Some bacteria kill the host not directly but by inducing such a violent inflammatory reaction that the patient dies of his own inflammation. Dr Li’s team challenged mice with LPS, which is the chemical that induces this fatal inflammation. Mice protected with their ARF6 tail stub had reduced inflammatory responses, and mostly survived, while those without the tail stub mostly died after being poisoned with LPS. [ref]
This is a discovery that has yet to make front page headlines, but Dr Li’s team is fully aware of the potential for changing the way we treat the inflammatory basis of arthritis and other diseases of old age, especially coronary artery disease.

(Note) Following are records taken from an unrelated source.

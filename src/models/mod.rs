use chrono::{DateTime, Utc};
use serde::{Deserialize, Serialize};
use thiserror::Error;

/// OHLCV candlestick for one symbol
///
/// Every field is required when deserializing; a missing column is a caller
/// error, never silently defaulted.
#[derive(Debug, Clone, Serialize, Deserialize, PartialEq)]
pub struct Candle {
    pub symbol: String,
    pub timestamp: DateTime<Utc>,
    pub open: f64,
    pub high: f64,
    pub low: f64,
    pub close: f64,
    pub volume: f64,
}

impl Candle {
    fn first_invalid_field(&self) -> Option<&'static str> {
        [
            ("open", self.open),
            ("high", self.high),
            ("low", self.low),
            ("close", self.close),
            ("volume", self.volume),
        ]
        .into_iter()
        .find(|(_, value)| !value.is_finite())
        .map(|(name, _)| name)
    }
}

#[derive(Debug, Error, PartialEq)]
pub enum CandleError {
    #[error("candle window is empty")]
    Empty,

    #[error("candles are not sorted by timestamp (index {0})")]
    NotSorted(usize),

    #[error("non-finite {field} at index {index}")]
    NonFinite { index: usize, field: &'static str },

    #[error("invalid candle at index {index}: {reason}")]
    Invalid { index: usize, reason: &'static str },
}

/// Validate an OHLCV window before analysis
///
/// Checks that the window is non-empty, ordered by time ascending, that every
/// value is finite, that high >= low, and that close and volume are non-negative.
pub fn validate_candles(candles: &[Candle]) -> Result<(), CandleError> {
    if candles.is_empty() {
        return Err(CandleError::Empty);
    }

    for (index, candle) in candles.iter().enumerate() {
        if let Some(field) = candle.first_invalid_field() {
            return Err(CandleError::NonFinite { index, field });
        }
        if candle.high < candle.low {
            return Err(CandleError::Invalid {
                index,
                reason: "high below low",
            });
        }
        if candle.close < 0.0 || candle.volume < 0.0 {
            return Err(CandleError::Invalid {
                index,
                reason: "negative close or volume",
            });
        }
    }

    if let Some(index) = candles
        .windows(2)
        .position(|w| w[1].timestamp < w[0].timestamp)
    {
        return Err(CandleError::NotSorted(index + 1));
    }

    Ok(())
}

#[cfg(test)]
mod tests {
    use super::*;

    fn candle(hours: i64, close: f64) -> Candle {
        Candle {
            symbol: "BTC/USDT".to_string(),
            timestamp: DateTime::from_timestamp(1_700_000_000 + hours * 3600, 0).unwrap(),
            open: close,
            high: close + 1.0,
            low: close - 1.0,
            close,
            volume: 1000.0,
        }
    }

    #[test]
    fn test_valid_window() {
        let candles = vec![candle(0, 100.0), candle(1, 101.0), candle(2, 102.0)];
        assert!(validate_candles(&candles).is_ok());
    }

    #[test]
    fn test_empty_window() {
        assert_eq!(validate_candles(&[]), Err(CandleError::Empty));
    }

    #[test]
    fn test_unsorted_window() {
        let candles = vec![candle(0, 100.0), candle(2, 101.0), candle(1, 102.0)];
        assert_eq!(validate_candles(&candles), Err(CandleError::NotSorted(2)));
    }

    #[test]
    fn test_non_finite_value() {
        let mut bad = candle(1, 101.0);
        bad.volume = f64::NAN;
        let candles = vec![candle(0, 100.0), bad];

        assert_eq!(
            validate_candles(&candles),
            Err(CandleError::NonFinite {
                index: 1,
                field: "volume"
            })
        );
    }

    #[test]
    fn test_inverted_range() {
        let mut bad = candle(0, 100.0);
        bad.high = 90.0;
        assert!(matches!(
            validate_candles(&[bad]),
            Err(CandleError::Invalid { index: 0, .. })
        ));
    }

    #[test]
    fn test_missing_column_is_rejected() {
        let json = r#"[{"symbol":"BTC/USDT","timestamp":"2024-01-01T00:00:00Z",
            "open":1.0,"high":2.0,"low":0.5,"close":1.5}]"#;
        let parsed: Result<Vec<Candle>, _> = serde_json::from_str(json);
        assert!(parsed.is_err());
    }
}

3. Telomere Length Directly Affects Gene Expression
Short telomeres cause cell senescence, which pulls a stem cell out of circulation and, worse, causes the cell to emit signals that damage neighboring tissues and the body as a whole. This has been the basis of the theory that telomeres act as a kind of fuse for an epigenetic time bomb. This month, a paper came out of Woody Wright’s Univ of Texas lab that adds a mechanism by which telomeres can affect aging even before cells become senescent. Telomeres affect gene expression, which is the epigenetic state of a cell. The same chromosome tends to express and repress different sets of genes depending on length of its telomeres.
It has long been suspected that telomere length affects gene expression. As far back as 1990, Telomere Position Effect (TPE) was noted as affecting gene regulation. But until this month’s study, there was no coherent idea how this occurs. In order to study the effect systematically, the Wright team had to create a culture of cells all with the same telomere length. They were both able to image the conformation of the chromosomes and also measure the genes they expressed as a function of telomere length. Wright introduces the acronym TPE-OLD, for Telomere Position Effect Over Long Distances. What they found was that
- Telomere length affects the folding and conformation of the DNA
- Telomeres wrap back over coding DNA and have effects extending at least 10MB from the end
- Telomere length affects the transcription of at least hundreds, perhaps thousands of genes.

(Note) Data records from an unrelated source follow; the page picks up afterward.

use anyhow::{Context, Result};
use clap::{Parser, Subcommand};
use cryptoregime::backtest::{MarketScenario, RegimeReplay, SyntheticDataGenerator};
use cryptoregime::config::AppConfig;
use cryptoregime::models::Candle;
use cryptoregime::portfolio::PortfolioManager;
use cryptoregime::regime::{MarketConditionAnalyzer, RegimeDetector};
use cryptoregime::strategy::{bot_weights, bots_to_start};
use std::collections::HashMap;
use std::path::{Path, PathBuf};

#[derive(Parser, Debug)]
#[command(name = "cryptoregime", about = "Market regime detection and strategy allocation")]
struct Cli {
    /// Config file (JSON, TOML or YAML); CRYPTOREGIME__* variables override it
    #[arg(long, global = true)]
    config: Option<PathBuf>,

    #[command(subcommand)]
    command: Command,
}

#[derive(Subcommand, Debug)]
enum Command {
    /// Detect the regime of a candle window read from a JSON file
    Analyze {
        /// JSON array of candles, oldest first
        #[arg(long)]
        input: PathBuf,

        #[arg(long, default_value = "BTC/USDT")]
        pair: String,

        /// Also rebalance the roster on the signal and print the report
        #[arg(long)]
        rebalance: bool,
    },

    /// Replay a synthetic scenario through the detector and the allocator
    Simulate {
        #[arg(long, default_value = "uptrend")]
        scenario: MarketScenario,

        #[arg(long, default_value_t = 500)]
        candles: usize,

        #[arg(long, default_value_t = 42)]
        seed: u64,

        /// Minutes between candles
        #[arg(long, default_value_t = 60)]
        interval: i64,
    },
}

fn main() -> Result<()> {
    setup_logging();

    let cli = Cli::parse();
    let config = AppConfig::load(cli.config.as_deref()).context("Failed to load configuration")?;

    match cli.command {
        Command::Analyze { input, pair, rebalance } => analyze(&config, &input, &pair, rebalance),
        Command::Simulate {
            scenario,
            candles,
            seed,
            interval,
        } => simulate(&config, scenario, candles, seed, interval),
    }
}

fn setup_logging() {
    tracing_subscriber::fmt()
        .with_env_filter(
            tracing_subscriber::EnvFilter::try_from_default_env()
                .unwrap_or_else(|_| tracing_subscriber::EnvFilter::new("cryptoregime=info")),
        )
        .with_writer(std::io::stderr)
        .init();
}

fn build_manager(config: &AppConfig) -> Result<PortfolioManager> {
    let registry = config.registry().context("Invalid strategy roster")?;
    Ok(PortfolioManager::new(
        registry,
        config.portfolio.clone(),
        MarketConditionAnalyzer::new(config.condition.clone()),
    ))
}

fn analyze(config: &AppConfig, input: &Path, pair: &str, rebalance: bool) -> Result<()> {
    let raw = std::fs::read_to_string(input).with_context(|| format!("Failed to read {}", input.display()))?;
    let candles: Vec<Candle> =
        serde_json::from_str(&raw).with_context(|| format!("Failed to parse candles from {}", input.display()))?;

    let foreign = candles.iter().filter(|c| c.symbol != pair).count();
    if foreign > 0 {
        tracing::warn!("{} of {} candles are not tagged {}", foreign, candles.len(), pair);
    }

    let mut detector = RegimeDetector::new(config.detector.clone());
    let signal = detector.analyze_market_regime(&candles, pair);
    println!("{}", serde_json::to_string_pretty(&signal)?);

    let weights = bot_weights(signal.regime, &config.bots);
    println!("{}", serde_json::to_string_pretty(&weights)?);
    tracing::info!("Bots to start: {:?}", bots_to_start(&weights, &config.bots));

    if rebalance {
        let mut manager = build_manager(config)?;
        let report = manager.rebalance_from_signal(&signal, &HashMap::new());
        println!("{}", serde_json::to_string_pretty(&report)?);
        println!("{}", serde_json::to_string_pretty(&manager.strategy_configs())?);
    }

    Ok(())
}

fn simulate(config: &AppConfig, scenario: MarketScenario, num_candles: usize, seed: u64, interval: i64) -> Result<()> {
    let pair = "SYNTH/USDT";
    let candles = SyntheticDataGenerator::new(seed)
        .with_symbol(pair)
        .generate(scenario, num_candles, interval);

    let detector = RegimeDetector::new(config.detector.clone());
    let mut replay = RegimeReplay::new(detector, build_manager(config)?).with_bot_policy(config.bots.clone());

    let report = replay
        .run_and_report(&candles, pair, scenario.as_str())
        .map_err(|e| anyhow::anyhow!(e))
        .context("Replay failed")?;

    if let Some(last) = report.last_rebalance() {
        println!("{}", serde_json::to_string_pretty(last)?);
    }
    println!(
        "{}",
        serde_json::to_string_pretty(&replay.manager().portfolio_summary(chrono::Utc::now()))?
    );

    Ok(())
}
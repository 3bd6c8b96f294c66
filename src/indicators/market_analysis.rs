//! Market structure and volume analysis
//!
//! Provides functions to analyze price structure (higher highs/lows) and volume patterns

use crate::models::Candle;

/// Swing counts over a trailing window of rolling highs and lows
#[derive(Debug, Clone, Copy, PartialEq, Eq, Default)]
pub struct StructureCounts {
    pub higher_highs: usize,
    pub higher_lows: usize,
    pub lower_highs: usize,
    pub lower_lows: usize,
}

impl StructureCounts {
    /// Net bullish minus bearish structure, scaled by `2 * lookback`
    pub fn net_score(&self, lookback: usize) -> f64 {
        if lookback == 0 {
            return 0.0;
        }
        let bullish = (self.higher_highs + self.higher_lows) as f64;
        let bearish = (self.lower_highs + self.lower_lows) as f64;
        (bullish - bearish) / (2 * lookback) as f64
    }
}

/// Count higher/lower highs and lows of the rolling `swing_window` extremes
///
/// The rolling high at bar `i` is the max high over the `swing_window` bars
/// ending at `i` (rolling low likewise). The last `lookback` rolling values are
/// compared bar to bar. Returns None if there are not enough candles.
pub fn analyze_structure_counts(
    candles: &[Candle],
    swing_window: usize,
    lookback: usize,
) -> Option<StructureCounts> {
    if swing_window == 0 || lookback < 2 || candles.len() < swing_window + lookback - 1 {
        return None;
    }

    let start = candles.len() - lookback;
    let rolling: Vec<(f64, f64)> = (start..candles.len())
        .map(|i| {
            let window = &candles[i + 1 - swing_window..=i];
            let high = window.iter().fold(f64::NEG_INFINITY, |a, c| a.max(c.high));
            let low = window.iter().fold(f64::INFINITY, |a, c| a.min(c.low));
            (high, low)
        })
        .collect();

    let mut counts = StructureCounts::default();
    for pair in rolling.windows(2) {
        let (prev_high, prev_low) = pair[0];
        let (high, low) = pair[1];

        if high > prev_high {
            counts.higher_highs += 1;
        } else if high < prev_high {
            counts.lower_highs += 1;
        }

        if low > prev_low {
            counts.higher_lows += 1;
        } else if low < prev_low {
            counts.lower_lows += 1;
        }
    }

    Some(counts)
}

/// Calculate average volume over a period
pub fn calculate_average_volume(candles: &[Candle], period: usize) -> Option<f64> {
    if period == 0 || candles.len() < period {
        return None;
    }

    let start_idx = candles.len() - period;
    let total_volume: f64 = candles[start_idx..].iter().map(|c| c.volume).sum();
    Some(total_volume / period as f64)
}

/// Mean of (close pct change x relative volume) over the last `lookback` bars
///
/// Relative volume is the bar's volume over the SMA of the `volume_period` bars
/// ending at it. Positive when gains come on above-average volume.
/// Returns None with insufficient data or when average volume is zero.
pub fn calculate_volume_weighted_returns(
    candles: &[Candle],
    volume_period: usize,
    lookback: usize,
) -> Option<f64> {
    if volume_period == 0 || lookback == 0 {
        return None;
    }
    // Each bar needs a previous close and a full volume SMA
    let required = (volume_period - 1).max(1) + lookback;
    if candles.len() < required {
        return None;
    }

    let mut total = 0.0;
    for i in candles.len() - lookback..candles.len() {
        let avg_volume = calculate_average_volume(&candles[..=i], volume_period)?;
        let prev_close = candles[i - 1].close;
        if avg_volume == 0.0 || prev_close == 0.0 {
            return None;
        }

        let relative_volume = candles[i].volume / avg_volume;
        let price_change = candles[i].close / prev_close - 1.0;
        total += price_change * relative_volume;
    }

    Some(total / lookback as f64)
}

/// Change of average volume over the last `recent` bars vs the `older` bars before them
///
/// Returns None with insufficient data or zero older volume.
pub fn calculate_volume_trend(candles: &[Candle], recent: usize, older: usize) -> Option<f64> {
    if recent == 0 || older == 0 || candles.len() < recent + older {
        return None;
    }

    let window = &candles[candles.len() - recent - older..];
    let older_avg = window[..older].iter().map(|c| c.volume).sum::<f64>() / older as f64;
    let recent_avg = window[older..].iter().map(|c| c.volume).sum::<f64>() / recent as f64;

    if older_avg <= 0.0 {
        return None;
    }

    Some((recent_avg - older_avg) / older_avg)
}
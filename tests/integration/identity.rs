//! Identity-change reconciliation through the session.

use std::sync::Arc;
use std::time::Duration;

use trolley::{CartSession, Config, MemoryCredentialStore, NoticeLog};

use crate::fixtures::{ScriptedClient, ScriptedFetcher, id, line, long_lived_token, token};

const SETTLE: Duration = Duration::from_secs(5);

fn session_with(
    fetcher: &Arc<ScriptedFetcher>,
    store: &Arc<MemoryCredentialStore>,
) -> CartSession {
    CartSession::new(
        ScriptedClient::new(),
        fetcher.clone(),
        store.clone(),
        Arc::new(NoticeLog::new()),
        &Config::default(),
    )
}

#[test]
fn stored_credential_loads_saved_cart_at_start() {
    let fetcher = ScriptedFetcher::new(vec![line("S", 2)]);
    let store = Arc::new(MemoryCredentialStore::new());
    store.set(long_lived_token("dana"));

    let mut session = session_with(&fetcher, &store);
    assert!(session.settle(SETTLE));
    assert_eq!(session.cart().quantity_of(&id("S")), Some(2));
}

#[test]
fn expired_credential_is_logged_out_silently() {
    let fetcher = ScriptedFetcher::new(vec![]);
    let store = Arc::new(MemoryCredentialStore::new());
    store.set(token("dana", 1)); // expired long ago

    let mut session = session_with(&fetcher, &store);
    assert!(session.settle(SETTLE));
    assert!(session.cart().is_empty());
}

#[test]
fn logout_keeps_local_cart_and_relogin_refetches() {
    let fetcher = ScriptedFetcher::new(vec![line("A", 1)]);
    let store = Arc::new(MemoryCredentialStore::new());
    store.set(long_lived_token("dana"));

    let mut session = session_with(&fetcher, &store);
    assert!(session.settle(SETTLE));
    assert_eq!(session.cart().len(), 1);

    // Logout: the local cart survives.
    store.clear();
    session.refresh_identity();
    assert!(session.settle(SETTLE));
    assert_eq!(session.cart().quantity_of(&id("A")), Some(1));

    // Logging back in (even as the same shopper) forces a refetch.
    fetcher.set(vec![line("A", 1), line("B", 3)]);
    store.set(long_lived_token("dana"));
    session.refresh_identity();
    assert!(session.settle(SETTLE));
    assert_eq!(session.cart().len(), 2);
    assert_eq!(session.cart().quantity_of(&id("B")), Some(3));
}
//! One shopper session: coordinator, cache, identity, and worker wiring.
//!
//! The session is the single logical thread of control. Edits and
//! reconciliation run here; only the remote round trips happen elsewhere
//! (on the worker thread), and their resolutions are folded back in by
//! [`pump`](CartSession::pump). Nothing is ever observed half-applied.

use std::sync::Arc;
use std::thread::JoinHandle;
use std::time::{Duration, Instant};

use crossbeam::channel::{Receiver, RecvTimeoutError, Sender, unbounded};

use super::cache::{CacheKey, CartCache, CartFetcher};
use super::coordinator::CartCoordinator;
use super::credential::{CredentialStore, IdentityObserver};
use super::notify::Notifier;
use super::remote::RemoteCartClient;
use super::worker::{RemoteOp, RemoteResult, RemoteWorker, run_remote_loop};
use crate::config::Config;
use crate::core::{CartState, Direction, ProductId, ProductRef, RequestId};

/// Storefront cart session.
///
/// Construction spawns the remote worker thread, subscribes the cart cache,
/// and performs the session-start identity observation. Dropping the
/// session shuts the worker down.
pub struct CartSession {
    coordinator: CartCoordinator,
    cache: CartCache,
    identity: IdentityObserver,
    op_tx: Sender<RemoteOp>,
    result_rx: Receiver<RemoteResult>,
    worker: Option<JoinHandle<()>>,
}

impl CartSession {
    pub fn new(
        client: Arc<dyn RemoteCartClient>,
        fetcher: Arc<dyn CartFetcher>,
        credentials: Arc<dyn CredentialStore>,
        notifier: Arc<dyn Notifier>,
        config: &Config,
    ) -> Self {
        let (op_tx, op_rx) = unbounded();
        let (result_tx, result_rx) = unbounded();

        let worker = RemoteWorker::new(client, fetcher, result_tx);
        let handle = std::thread::Builder::new()
            .name("cart-remote".into())
            .spawn(move || run_remote_loop(worker, op_rx))
            .expect("spawn remote worker thread");

        let mut session = Self {
            coordinator: CartCoordinator::new(notifier),
            cache: CartCache::subscribe(
                CacheKey::new(config.cache_key.clone()),
                Duration::from_millis(config.stale_time_ms),
            ),
            identity: IdentityObserver::new(credentials),
            op_tx,
            result_rx,
            worker: Some(handle),
        };

        // Session start: observe the stored credential, then get a first
        // snapshot going either way.
        session
            .coordinator
            .reconcile_identity(&session.identity, &mut session.cache, &session.op_tx);
        session.cache.ensure_fresh(&session.op_tx);
        session
    }

    /// Read-only view of the current cart.
    pub fn cart(&self) -> &CartState {
        self.coordinator.cart()
    }

    /// Cache flags for the consuming view (loading/error state).
    pub fn cache(&self) -> &CartCache {
        &self.cache
    }

    pub fn pending_commits(&self) -> usize {
        self.coordinator.pending_commits()
    }

    pub fn add_item(&mut self, product: ProductRef, quantity: u32) -> RequestId {
        self.coordinator.add_item(product, quantity, &self.op_tx)
    }

    pub fn remove_item(&mut self, id: ProductId) -> RequestId {
        self.coordinator.remove_item(id, &self.op_tx)
    }

    pub fn update_item(&mut self, direction: Direction, id: ProductId) -> RequestId {
        self.coordinator.update_item(direction, id, &self.op_tx)
    }

    pub fn checkout(&mut self) -> RequestId {
        self.coordinator.checkout(&self.op_tx)
    }

    /// Re-observe the stored credential. Call after login or logout.
    pub fn refresh_identity(&mut self) {
        self.coordinator
            .reconcile_identity(&self.identity, &mut self.cache, &self.op_tx);
    }

    /// Kick a background refetch if the cached snapshot has gone stale.
    pub fn refresh_if_stale(&mut self) {
        self.cache.ensure_fresh(&self.op_tx);
    }

    /// Fold in every resolution that has already arrived, without blocking.
    ///
    /// Returns the number of resolutions processed.
    pub fn pump(&mut self) -> usize {
        let mut processed = 0;
        while let Ok(result) = self.result_rx.try_recv() {
            self.handle_result(result);
            processed += 1;
        }
        processed
    }

    /// Block until in-flight work resolves or the deadline passes.
    ///
    /// Waits for pending commits and any in-flight fetch, including fetches
    /// scheduled by the resolutions themselves (a successful commit
    /// invalidates the cache, which schedules another fetch). Returns true
    /// if everything settled.
    pub fn settle(&mut self, timeout: Duration) -> bool {
        let deadline = Instant::now() + timeout;
        while self.pending_commits() > 0 || self.cache.is_loading() {
            let remaining = deadline.saturating_duration_since(Instant::now());
            if remaining.is_zero() {
                return false;
            }
            match self.result_rx.recv_timeout(remaining) {
                Ok(result) => self.handle_result(result),
                Err(RecvTimeoutError::Timeout) => return false,
                Err(RecvTimeoutError::Disconnected) => return false,
            }
        }
        true
    }

    fn handle_result(&mut self, result: RemoteResult) {
        match result {
            RemoteResult::Commit { request, outcome } => {
                self.coordinator
                    .complete_commit(request, outcome, &mut self.cache, &self.op_tx);
            }
            RemoteResult::Fetch { key, outcome } => {
                if &key != self.cache.key() {
                    tracing::debug!(%key, "fetch result for unknown cache key, ignoring");
                    return;
                }
                self.cache.complete_fetch(outcome);
                self.coordinator.reconcile_cache(&self.cache);
            }
        }
    }
}

impl Drop for CartSession {
    fn drop(&mut self) {
        let _ = self.op_tx.send(RemoteOp::Shutdown);
        if let Some(handle) = self.worker.take() {
            let _ = handle.join();
        }
    }
}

(To have a sense of the scale, keep in mind that a human chromosome is hundreds of millions of base pairs long (108), that the length of a telomere is only about 10 thousand BP (104), and that there are about 25,000 genes in the human genome. So, even though telomeres are 0.01% of the length of the chromosome, they may affect the transcription of 3% of all genes.)
Gene expression changes with age in some ways that are regular and others that are random. I would say that as we age, our epigenetic state changes toward a self-destructive, inflammatory mode, and also drifts randomly out of tight regulation.

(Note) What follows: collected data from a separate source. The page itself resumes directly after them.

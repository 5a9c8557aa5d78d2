//! Wall-clock time for credential expiry.
//!
//! Not used for ordering: cart transitions are sequenced by the session
//! thread, never by timestamps.

use serde::{Deserialize, Serialize};

/// Milliseconds since the Unix epoch.
///
/// Copy is fine here - it's a measurement, not an ordering primitive.
#[derive(Clone, Copy, Debug, PartialEq, Eq, PartialOrd, Ord, Serialize, Deserialize)]
pub struct WallClock(pub u64);

impl WallClock {
    pub fn now() -> Self {
        use std::time::{SystemTime, UNIX_EPOCH};
        let ms = SystemTime::now()
            .duration_since(UNIX_EPOCH)
            .unwrap_or_default()
            .as_millis() as u64;
        Self(ms)
    }

    /// Build from a seconds-resolution timestamp (credential `exp` claims).
    pub fn from_secs(secs: u64) -> Self {
        Self(secs.saturating_mul(1000))
    }
}
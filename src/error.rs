use thiserror::Error;

use crate::config::ConfigError;
use crate::core::CoreError;
use crate::sync::{CredentialError, FetchError, MutationError};

/// Whether retrying this operation may succeed.
#[derive(Debug, Copy, Clone, Eq, PartialEq)]
pub enum Transience {
    /// Retry will never help without changing inputs/state.
    Permanent,
    /// Retry may help (transient contention/outage).
    Retryable,
    /// Unknown if retry will help.
    Unknown,
}

impl Transience {
    pub fn is_retryable(self) -> bool {
        matches!(self, Transience::Retryable)
    }
}

/// What we know about remote side effects when an error is returned.
#[derive(Debug, Copy, Clone, Eq, PartialEq)]
pub enum Effect {
    /// Definitely no side effects occurred.
    None,
    /// Side effects definitely occurred.
    Some,
    /// We don't know if side effects occurred.
    Unknown,
}

impl Effect {
    pub fn as_str(self) -> &'static str {
        match self {
            Effect::None => "none",
            Effect::Some => "some",
            Effect::Unknown => "unknown",
        }
    }
}

/// Crate-level convenience error.
///
/// Not a "god error": it is a thin wrapper over canonical capability errors.
#[derive(Error, Debug)]
#[non_exhaustive]
pub enum Error {
    #[error(transparent)]
    Core(#[from] CoreError),

    #[error(transparent)]
    Mutation(#[from] MutationError),

    #[error(transparent)]
    Fetch(#[from] FetchError),

    #[error(transparent)]
    Credential(#[from] CredentialError),

    #[error(transparent)]
    Config(#[from] ConfigError),
}

impl Error {
    pub fn transience(&self) -> Transience {
        match self {
            Error::Core(_) => Transience::Permanent,
            Error::Mutation(e) => e.transience(),
            Error::Fetch(e) => e.transience(),
            Error::Credential(_) => Transience::Permanent,
            Error::Config(_) => Transience::Permanent,
        }
    }

    pub fn effect(&self) -> Effect {
        match self {
            Error::Core(_) | Error::Credential(_) | Error::Config(_) => Effect::None,
            Error::Mutation(e) => e.effect(),
            Error::Fetch(_) => Effect::None,
        }
    }
}
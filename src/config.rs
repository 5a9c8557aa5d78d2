//! Config loading and persistence.

use std::fs;
use std::path::Path;

use serde::{Deserialize, Serialize};
use thiserror::Error as ThisError;

use crate::{Error, Result};

/// Config file problems. Load paths fall back to defaults with a warning
/// rather than propagating these to the shopper.
#[derive(Debug, ThisError)]
#[error("config error: {reason}")]
pub struct ConfigError {
    pub reason: String,
}

#[derive(Debug, Clone, Serialize, Deserialize)]
#[serde(default)]
pub struct Config {
    /// How long a cached cart snapshot stays fresh, in milliseconds.
    pub stale_time_ms: u64,
    /// Cache key for the cart snapshot.
    pub cache_key: String,
}

impl Default for Config {
    fn default() -> Self {
        Self {
            stale_time_ms: 300_000,
            cache_key: "cart".to_string(),
        }
    }
}

pub fn load(path: &Path) -> Result<Config> {
    let contents = fs::read_to_string(path)
        .map_err(|e| config_error(format!("failed to read {}: {e}", path.display())))?;
    toml::from_str(&contents)
        .map_err(|e| config_error(format!("failed to parse {}: {e}", path.display())))
}

/// Load config, falling back to defaults (and writing them out) when the
/// file is absent or unreadable.
pub fn load_or_init(path: &Path) -> Config {
    if path.exists() {
        match load(path) {
            Ok(cfg) => return cfg,
            Err(e) => {
                tracing::warn!("config load failed, using defaults: {e}");
                return Config::default();
            }
        }
    }

    let cfg = Config::default();
    if let Err(e) = write_config(path, &cfg) {
        tracing::warn!("failed to write default config: {e}");
    }
    cfg
}

pub fn write_config(path: &Path, cfg: &Config) -> Result<()> {
    if let Some(dir) = path.parent() {
        fs::create_dir_all(dir)
            .map_err(|e| config_error(format!("failed to create {}: {e}", dir.display())))?;
    }
    let contents = toml::to_string_pretty(cfg)
        .map_err(|e| config_error(format!("failed to render config: {e}")))?;
    atomic_write(path, contents.as_bytes())
}

fn atomic_write(path: &Path, data: &[u8]) -> Result<()> {
    let dir = path
        .parent()
        .ok_or_else(|| config_error("config path missing parent directory".to_string()))?;
    let temp = tempfile::NamedTempFile::new_in(dir).map_err(|e| {
        config_error(format!(
            "failed to create temp file in {}: {e}",
            dir.display()
        ))
    })?;
    fs::write(temp.path(), data)
        .map_err(|e| config_error(format!("failed to write config temp file: {e}")))?;
    temp.persist(path).map_err(|e| {
        config_error(format!(
            "failed to persist config to {}: {e}",
            path.display()
        ))
    })?;
    Ok(())
}

fn config_error(reason: String) -> Error {
    Error::Config(ConfigError { reason })
}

Telomere length varies greatly from one tissue to another, from one cell to another within a tissue, and from chromosome to chromosome within a cell. It is difficult to make sense of this within a picture of a tightly-regulated aging program. But the idea that the random portion of telomere length contributes to epigenetic drift seems plausible to me.
In any case, the present study opens a door to a new science, and gives added credibility to the idea that telomere length plays a fundamental role in human aging.